The second parameter to the generic Include<T, TInclude> specifies which document collection the reference is pointing to. RavenDB will combine the name of the collection with the value of the reference property to find the full identifier of the referenced document. For example, from the first example, if the value of the Order.Customer2Id property is the integer 56, RavenDB will include the document with an Id of "customer2s/56" from the database. The Session.Load<Customer2>() method will be passed the value 56 and will look for then load the document "customer2s/56" from the session cache.

Lucene Queries

Same query extensions have been applied to LuceneQuery, so to include Customer by CustomerId property can be achieved in both ways:

    var orders = session.Advanced.LuceneQuery<Order2>()
    	.Include(x => x.Customer2Id)
    	.WhereGreaterThan(x => x.TotalPrice, 100)
    	.ToList();
    
    foreach (var order in orders)
    {
    	// this will not require querying the server!
    	var cust2 = session.Load<Customer2>(order.Customer2Id);
    }
    
    

or

    var orders = session.Advanced.LuceneQuery<Order2>()
    	.Include("CustomerId")
    	.WhereGreaterThan(x => x.TotalPrice, 100)
    	.ToList();
    
    foreach (var order in orders)
    {
    	// this will not require querying the server!
    	var cust2 = session.Load<Customer2>(order.Customer2Id);
    }
    
    

Include rules

When using string-based includes like:

    var order = session.Include("Refferal.CustomerId")
    	.Load<Order>("orders/1234");
    
    // this will not require querying the server!
    var referrer = session.Load<Customer>(order.Refferal.CustomerId);
    
    

you must remember to follow certain rules that must apply to the provided string path:

  1. Dots are used to separate properties e.g. "Referral.CustomerId" in example above means that our Order contains property Referral and that property contains another property called CustomerId.
  2. Commas are used to indicate that property is a collection type e.g. List. So if our Order will have a list of LineItems and each LineItem will contain ProductId property then we can create string path as follows: "LineItems.,ProductId".
  3. Prefixes are used to indicate id prefix for non-string identifiers. e.g. if our CustomerId property in "Referral.CustomerId" path is an integer then we should add customers/ prefix so the final path would look like "Referral.CustomerId(customers/)" and for our collection example it would be "LineItems.,ProductId(products/)" if the ProductId would be a non-string type.

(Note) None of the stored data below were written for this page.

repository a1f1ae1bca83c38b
pub mod encoder;
pub mod types;

pub use encoder::*;
pub use types::*;
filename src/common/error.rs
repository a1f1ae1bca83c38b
use super::metadata::MAX_CHAR_COUNT;

// Error
//------------------------------------------------------------------------------

#[derive(Debug, PartialEq, Eq, Copy, Clone, thiserror::Error)]
pub enum QRError {
    // Input validity
    #[error("empty input")]
    EmptyData,

    #[error("too many characters: {0} (max {MAX_CHAR_COUNT})")]
    TooManyChars(usize),

    #[error("unsupported character: '{0}'")]
    UnsupportedChar(char),

    // Format validity
    #[error("invalid digit: '{0}'")]
    InvalidDigit(char),

    #[error("digit count {len} is not a multiple of {group}")]
    MisalignedDigits { len: usize, group: usize },

    #[error("wrong length: expected {expected} bytes, got {actual}")]
    WrongLength { expected: usize, actual: usize },
}

pub type QRResult<T> = Result<T, QRError>;
mod check;
mod galois;
mod poly;

pub use check::*;
pub use galois::*;
pub use poly::*;
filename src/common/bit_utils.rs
use core::panic;
use std::{fmt::Display, mem};

use num_traits::PrimInt;

use super::metadata::TOTAL_CODEWORDS;

// Bit stream
//------------------------------------------------------------------------------

#[derive(Debug, Clone)]
pub struct BitStream {
    data: [u8; MAX_PAYLOAD_SIZE],
    // Bit length
    len: usize,
    // Max bit capacity
    capacity: usize,
    // Pointer to take bits
    cursor: usize,
}

impl BitStream {
    pub fn new(capacity: usize) -> Self {
        debug_assert!(
            capacity <= MAX_PAYLOAD_SIZE << 3,
            "Capacity exceeds payload size: Capacity {capacity}"
        );
        Self { data: [0; MAX_PAYLOAD_SIZE], len: 0, capacity, cursor: 0 }
    }

    pub fn from(inp: &[u8]) -> Self {
        let len = inp.len();
        let bit_len = len << 3;
        let mut data = [0; MAX_PAYLOAD_SIZE];
        data[..len].copy_from_slice(inp);
        Self { data, len: bit_len, capacity: bit_len, cursor: 0 }
    }

    pub fn len(&self) -> usize {
        self.len
    }

    pub fn is_empty(&self) -> bool {
        self.len == 0
    }

    pub fn capacity(&self) -> usize {
        self.capacity
    }

    pub fn data(&self) -> &[u8] {
        &self.data[..(self.len + 7) >> 3]
    }

    pub fn bit(&self, pos: usize) -> bool {
        debug_assert!(pos < self.len, "Out of bitstream bounds: Len {}, Pos {pos}", self.len);
        (self.data[pos >> 3] << (pos & 7)) & 0b10000000 != 0
    }

    // Walks every pushed bit without moving the cursor
    pub fn bits(&self) -> impl Iterator<Item = bool> + '_ {
        (0..self.len).map(|i| self.bit(i))
    }
}

// Push bits for bit stream
//------------------------------------------------------------------------------

impl BitStream {
    pub fn push_bits<T>(&mut self, bits: T, size: usize)
    where
        T: PrimInt + Display,
    {
        let max_bits = mem::size_of::<T>() * 8;
        debug_assert!(
            size >= max_bits - bits.leading_zeros() as usize,
            "Bit count shouldn't exceed bit length: Length {size}, Bits {bits}"
        );
        debug_assert!(
            self.len + size <= self.capacity,
            "Insufficient capacity: Capacity {}, Size {}",
            self.capacity,
            self.len + size
        );

        match size {
            0 => (),
            1..=8 => {
                let bits = bits.to_u8().unwrap_or_default();
                let offset = self.len & 7;
                let pos = self.len >> 3;

                if offset + size <= 8 {
                    self.data[pos] |= bits << (8 - size - offset);
                } else {
                    self.data[pos] |= bits >> (size + offset - 8);
                    self.data[pos + 1] = bits << (16 - size - offset);
                }

                self.len += size;
            }
            9..=16 => {
                let hi = (bits >> 8).to_u8().unwrap_or_default();
                let lo = (bits & T::from(0xFF).unwrap_or_else(T::zero)).to_u8().unwrap_or_default();
                self.push_bits(hi, size - 8);
                self.push_bits(lo, 8);
            }
            _ => panic!("Bits from only u8 and u16 can be pushed"),
        }
    }
}


// Take bits for bit stream
//------------------------------------------------------------------------------

impl BitStream {
    pub fn take(&mut self) -> Option<bool> {
        if self.cursor == self.len {
            return None;
        }

        let bit = self.bit(self.cursor);
        self.cursor += 1;

        Some(bit)
    }
}

#[cfg(test)]
mod bit_stream_take_tests {

    use super::BitStream;

    #[test]
    fn test_take_until_exhausted() {
        let mut bs = BitStream::from(&[0b10100000]);
        assert_eq!(bs.next(), Some(true));
        assert_eq!(bs.next(), Some(false));
        assert_eq!(bs.by_ref().count(), 6);
        assert_eq!(bs.next(), None);
        assert_eq!(BitStream::from(&[]).next(), None);
    }

    #[test]
    fn test_iter_and_bits_agree() {
        let data = [0x99, 0x66];
        let bs = BitStream::from(&data);
        let peeked: Vec<bool> = bs.bits().collect();
        let taken: Vec<bool> = bs.clone().collect();
        assert_eq!(peeked, taken);
        assert_eq!(peeked.len(), 16);
        assert!(peeked[0] && !peeked[1] && !peeked[2] && peeked[3]);
    }
}

// Iterator for bit stream
//------------------------------------------------------------------------------

impl Iterator for BitStream {
    type Item = bool;
    fn next(&mut self) -> Option<Self::Item> {
        self.take()
    }
}

// Global constants
//------------------------------------------------------------------------------

pub const MAX_PAYLOAD_SIZE: usize = TOTAL_CODEWORDS;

Prefix is not required for string identifiers, because they contain it by default.

Learning string path rules may be useful when you will want to query database using HTTP API.

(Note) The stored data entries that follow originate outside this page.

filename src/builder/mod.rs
mod ec;
mod qr;
pub mod stages;

pub use ec::{ecc, encode_codeword};
pub use qr::{Module, QR};

use log::{debug, info};
use serde::Serialize;

use crate::common::{
    bit_utils::BitStream,
    codec::{encode, encode::compress},
    ec::is_valid_codeword,
    error::QRResult,
    mask::apply_mask,
};
use stages::{
    data_codewords, ecc_stage, mask_stage, matrix_stage, DataCodewordsRecord, EccRecord,
    KanjiRecord, MaskRecord, MatrixRecord,
};

// Every stage record of one run through the pipeline
#[derive(Debug, PartialEq, Eq, Clone, Serialize)]
#[serde(rename_all = "camelCase")]
pub struct Report {
    pub results: Vec<KanjiRecord>,
    pub intermediate: DataCodewordsRecord,
    pub error_correction: EccRecord,
    pub mask: MaskRecord,
    pub matrix: MatrixRecord,
}

pub struct QRBuilder<'a> {
    text: &'a str,
}

impl<'a> QRBuilder<'a> {
    pub fn new(text: &'a str) -> Self {
        Self { text }
    }

    pub fn metadata(&self) -> String {
        format!("{{ Version: 1, Ec level: L, Mode: Kanji, Chars: {} }}", self.text.chars().count())
    }
}


impl QRBuilder<'_> {
    pub fn build(&self) -> QRResult<QR> {
        info!("Generating QR {}...", self.metadata());

        debug!("Compressing kanji...");
        let symbols = compress(self.text)?;

        debug!("Encoding data...");
        let encoded_data = encode::encode(&symbols)?;

        debug!("Computing error correction...");
        let codeword = encode_codeword(encoded_data.data())?;
        debug_assert!(is_valid_codeword(&codeword), "Codeword has non zero syndromes");

        debug!("Masking codeword...");
        let masked = apply_mask(&codeword)?;

        debug!("Drawing modules...");
        let mut qr = QR::template();
        qr.draw_payload(BitStream::from(&masked));
        debug_assert_eq!(qr.count_empty_modules(), 0, "Empty module found after drawing payload");

        info!("QR generated successfully, {} dark modules", qr.count_dark_modules());
        Ok(qr)
    }

    pub fn report(&self) -> QRResult<Report> {
        info!("Reporting stages of QR {}...", self.metadata());

        let symbols = compress(self.text)?;
        let results = symbols.iter().map(KanjiRecord::from).collect();
        let (intermediate, data) = data_codewords(&symbols);
        let (error_correction, codeword) = ecc_stage(data.data())?;
        let (mask, masked) = mask_stage(&codeword)?;
        let (matrix, _) = matrix_stage(BitStream::from(&masked));

        Ok(Report { results, intermediate, error_correction, mask, matrix })
    }
}
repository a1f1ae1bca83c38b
use encoding_rs::SHIFT_JIS;

use crate::metadata::KANJI_BITS;

// Mode
//------------------------------------------------------------------------------

#[derive(Debug, PartialEq, Eq, Copy, Clone)]
pub enum Mode {
    Kanji = 0b1000,
    Terminator = 0b0000,
}

// Shift-JIS blocks representable in kanji mode, with the offset subtracted
// before compression
static KANJI_RANGES: [(u16, u16, u16); 2] = [(0x8140, 0x9FFC, 0x8140), (0xE040, 0xEBBF, 0xC140)];

impl Mode {
    pub fn encode_chunk(&self, sjis: u16) -> Option<u16> {
        match self {
            Self::Kanji => {
                let sub = sjis - kanji_offset(sjis)?;
                Some((sub >> 8) * 0xC0 + (sub & 0xFF))
            }
            Self::Terminator => unreachable!("Cannot encode in terminator mode"),
        }
    }

    pub fn decode_chunk(&self, data: u16) -> u16 {
        match self {
            Self::Kanji => {
                let msbyte = data / 0xC0;
                let lsbyte = data % 0xC0;
                let temp = ((msbyte << 8) | lsbyte) + 0x8140;
                if temp <= 0x9FFC {
                    temp
                } else {
                    temp + 0x4000
                }
            }
            Self::Terminator => unreachable!("Cannot decode in terminator mode"),
        }
    }

    pub fn encoded_len(&self, len: usize) -> usize {
        match self {
            Self::Kanji => len * KANJI_BITS,
            Self::Terminator => unreachable!("Terminator mode doesn't have characters"),
        }
    }
}

fn kanji_offset(sjis: u16) -> Option<u16> {
    KANJI_RANGES.iter().find(|(lo, hi, _)| (*lo..=*hi).contains(&sjis)).map(|r| r.2)
}

// Kanji symbol
//------------------------------------------------------------------------------

#[derive(Debug, PartialEq, Eq, Copy, Clone)]
pub struct KanjiSymbol {
    pub ch: char,
    // Raw double byte Shift-JIS code
    pub sjis: u16,
    // 13 bit compressed value
    pub compressed: u16,
}

impl KanjiSymbol {
    pub fn new(ch: char) -> Option<Self> {
        let sjis = shift_jis_code(ch)?;
        let compressed = Mode::Kanji.encode_chunk(sjis)?;
        Some(Self { ch, sjis, compressed })
    }

    pub fn from_compressed(compressed: u16) -> Option<Self> {
        let sjis = Mode::Kanji.decode_chunk(compressed);
        let bytes = sjis.to_be_bytes();
        let decoded = SHIFT_JIS.decode_without_bom_handling_and_without_replacement(&bytes)?;
        let mut chars = decoded.chars();
        match (chars.next(), chars.next()) {
            (Some(ch), None) => Some(Self { ch, sjis, compressed }),
            _ => None,
        }
    }

    pub fn offset(&self) -> u16 {
        kanji_offset(self.sjis).unwrap_or_default()
    }

    pub fn subtracted(&self) -> u16 {
        self.sjis - self.offset()
    }
}

fn shift_jis_code(ch: char) -> Option<u16> {
    let mut buf = [0u8; 4];
    let (bytes, _, has_err) = SHIFT_JIS.encode(ch.encode_utf8(&mut buf));
    match (has_err, &*bytes) {
        (false, &[hi, lo]) => Some(u16::from_be_bytes([hi, lo])),
        _ => None,
    }
}

#[cfg(test)]
mod kanji_tests {
    use test_case::test_case;

    use super::{KanjiSymbol, Mode};

    #[test_case('点', 0x935F, 0x121F, 0x0D9F)]
    #[test_case('茗', 0xE4AA, 0x236A, 0x1AAA)]
    #[test_case('漢', 0x8ABF, 0x097F, 0x073F)]
    #[test_case('字', 0x8E9A, 0x0D5A, 0x0A1A)]
    #[test_case('　', 0x8140, 0x0000, 0x0000)]
    fn test_kanji_symbol(ch: char, sjis: u16, subtracted: u16, compressed: u16) {
        let sym = KanjiSymbol::new(ch).unwrap();
        assert_eq!(sym.sjis, sjis);
        assert_eq!(sym.subtracted(), subtracted);
        assert_eq!(sym.compressed, compressed);
    }

    #[test_case('A'; "ascii")]
    #[test_case('ｱ'; "half width katakana")]
    #[test_case('😀'; "no shift jis mapping")]
    #[test_case('한'; "hangul")]
    fn test_unsupported(ch: char) {
        assert_eq!(KanjiSymbol::new(ch), None);
    }

    #[test_case(0x8140, Some(0x0000))]
    #[test_case(0x9FFC, Some(0x173C))]
    #[test_case(0x9FFD, None)]
    #[test_case(0xE03F, None)]
    #[test_case(0xE040, Some(0x1740))]
    #[test_case(0xEBBF, Some(0x1FFF))]
    #[test_case(0xEBC0, None)]
    fn test_range_boundaries(sjis: u16, compressed: Option<u16>) {
        assert_eq!(Mode::Kanji.encode_chunk(sjis), compressed);
    }

    #[test]
    fn test_decode_chunk() {
        assert_eq!(Mode::Kanji.decode_chunk(0x0D9F), 0x935F);
        assert_eq!(Mode::Kanji.decode_chunk(0x1AAA), 0xE4AA);
        assert_eq!(KanjiSymbol::from_compressed(0x1AAA).map(|s| s.ch), Some('茗'));
    }

    #[test]
    fn test_compression_round_trip() {
        let mut supported = 0;
        for compressed in 0..1u16 << 13 {
            let Some(sym) = KanjiSymbol::from_compressed(compressed) else { continue };
            // Some characters own several codes; only the canonical one round trips
            let Some(again) = KanjiSymbol::new(sym.ch) else { continue };
            if again.sjis != sym.sjis {
                continue;
            }
            assert_eq!(again, sym);
            assert_eq!(KanjiSymbol::new(sym.ch), Some(sym));
            supported += 1;
        }
        assert!(supported > 6000, "Too few kanji round trip: {supported}");
    }
}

    > curl -X GET "http://localhost:8080/queries/?include=LineItems.,ProductId(products/)&id=orders/1"

Live Projections

Using Includes is very powerful, but sometimes we want to do even more complex manipulation. The Live Projection feature is unique to RavenDB, and it can be thought of as the third step of the Map/Reduce operation: after having mapped all data, and it has been reduced (if the index is a Map/Reduce index), the RavenDB server can additionally transform the results into a completely different data structure and return that back instead of the original results.

Using the Live Projections feature, you have more control over what to load into the result entity, and since it returns a projection of the original entity, you also get the chance to filter out properties you do not need.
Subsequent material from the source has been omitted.